§ Record extracts
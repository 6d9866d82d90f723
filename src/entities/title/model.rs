//! Title record

use crate::impl_record;
use serde::{Deserialize, Serialize};

/// A work that can be reviewed
///
/// Category and genres are stored as ids; the wire format refers to them by slug.
#[derive(Debug, Clone, PartialEq, Serialize, Deserialize)]
pub struct Title {
    pub id: i64,
    pub name: String,
    pub year: i32,
    pub description: Option<String>,
    pub category_id: Option<i64>,
    pub genre_ids: Vec<i64>,
}

impl_record!(Title, "title");
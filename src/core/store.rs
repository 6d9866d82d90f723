//! The set of repositories the API works against

use crate::core::repository::Repository;
use crate::entities::{Category, Comment, Genre, Review, Title, User};
use crate::storage::InMemoryRepository;
use std::sync::Arc;

/// One repository per entity type
///
/// Cloning is cheap: every field is an `Arc`.
#[derive(Clone)]
pub struct Store {
    pub users: Arc<dyn Repository<User>>,
    pub categories: Arc<dyn Repository<Category>>,
    pub genres: Arc<dyn Repository<Genre>>,
    pub titles: Arc<dyn Repository<Title>>,
    pub reviews: Arc<dyn Repository<Review>>,
    pub comments: Arc<dyn Repository<Comment>>,
}

impl Store {
    /// A store backed entirely by in-memory repositories
    pub fn in_memory() -> Self {
        Self {
            users: Arc::new(InMemoryRepository::<User>::new()),
            categories: Arc::new(InMemoryRepository::<Category>::new()),
            genres: Arc::new(InMemoryRepository::<Genre>::new()),
            titles: Arc::new(InMemoryRepository::<Title>::new()),
            reviews: Arc::new(InMemoryRepository::<Review>::new()),
            comments: Arc::new(InMemoryRepository::<Comment>::new()),
        }
    }
}

impl Default for Store {
    fn default() -> Self {
        Self::in_memory()
    }
}
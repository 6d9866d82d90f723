//! User entity module

pub mod descriptor;
pub mod handlers;
pub mod model;
pub mod serializer;

pub use descriptor::{AuthDescriptor, UserDescriptor};
pub use handlers::bootstrap_admin;
pub use model::User;
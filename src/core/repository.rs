//! Repository trait for record persistence
//!
//! Handlers and validators never touch storage directly: they receive a
//! `Repository<T>` per entity type and query it with predicates.

use crate::core::entity::Record;
use crate::core::error::StorageError;
use async_trait::async_trait;

/// Predicate over a record, used by the query operations
pub type Predicate<'a, T> = dyn Fn(&T) -> bool + Send + Sync + 'a;

/// Result alias for repository operations
pub type StorageResult<T> = Result<T, StorageError>;

/// Data-access trait parameterized by entity type
///
/// Implementations must apply `create`, `update` and `get_or_create`
/// atomically with respect to the record's unique keys.
#[async_trait]
pub trait Repository<T: Record>: Send + Sync {
    /// Get a record by id
    async fn get(&self, id: i64) -> StorageResult<Option<T>>;

    /// List all records in id order
    async fn list(&self) -> StorageResult<Vec<T>>;

    /// Find all records matching the predicate, in id order
    async fn find(&self, predicate: &Predicate<'_, T>) -> StorageResult<Vec<T>>;

    /// Find the first record matching the predicate
    async fn find_one(&self, predicate: &Predicate<'_, T>) -> StorageResult<Option<T>>;

    /// Check whether any record matches the predicate
    async fn exists(&self, predicate: &Predicate<'_, T>) -> StorageResult<bool>;

    /// Insert a new record, assigning its id
    async fn create(&self, record: T) -> StorageResult<T>;

    /// Return the first record matching the predicate, or insert `record`
    ///
    /// The boolean is `true` when a new record was created.
    async fn get_or_create(
        &self,
        predicate: &Predicate<'_, T>,
        record: T,
    ) -> StorageResult<(T, bool)>;

    /// Replace an existing record (matched by id)
    async fn update(&self, record: T) -> StorageResult<T>;

    /// Delete a record by id, returning whether it existed
    async fn delete(&self, id: i64) -> StorageResult<bool>;

    /// Delete every record matching the predicate, returning how many went
    async fn delete_where(&self, predicate: &Predicate<'_, T>) -> StorageResult<usize>;
}
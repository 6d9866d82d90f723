//! Route descriptor for categories and genres

use super::handlers::{create, delete, get, list, update};
use super::model::Taxon;
use crate::server::{AppState, EntityDescriptor};
use axum::{Router, routing};
use std::marker::PhantomData;

/// Descriptor serving `/{plural}` and `/{plural}/{slug}` for one taxon type
pub struct TaxonDescriptor<T> {
    _marker: PhantomData<fn() -> T>,
}

impl<T> TaxonDescriptor<T> {
    pub fn new() -> Self {
        Self {
            _marker: PhantomData,
        }
    }
}

impl<T> Default for TaxonDescriptor<T> {
    fn default() -> Self {
        Self::new()
    }
}

impl<T: Taxon> EntityDescriptor for TaxonDescriptor<T> {
    fn entity_type(&self) -> &str {
        T::KIND
    }

    fn plural(&self) -> &str {
        T::PLURAL
    }

    fn build_routes(&self) -> Router<AppState> {
        let collection = format!("/{}", T::PLURAL);
        let item = format!("/{}/{{slug}}", T::PLURAL);

        Router::new()
            .route(&collection, routing::get(list::<T>).post(create::<T>))
            .route(&item, routing::get(get::<T>).patch(update::<T>).delete(delete::<T>))
    }
}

§ Prompt
Give the number, and nothing else, of lines in the listing above that include the word "StorageError".

§ Answer below
2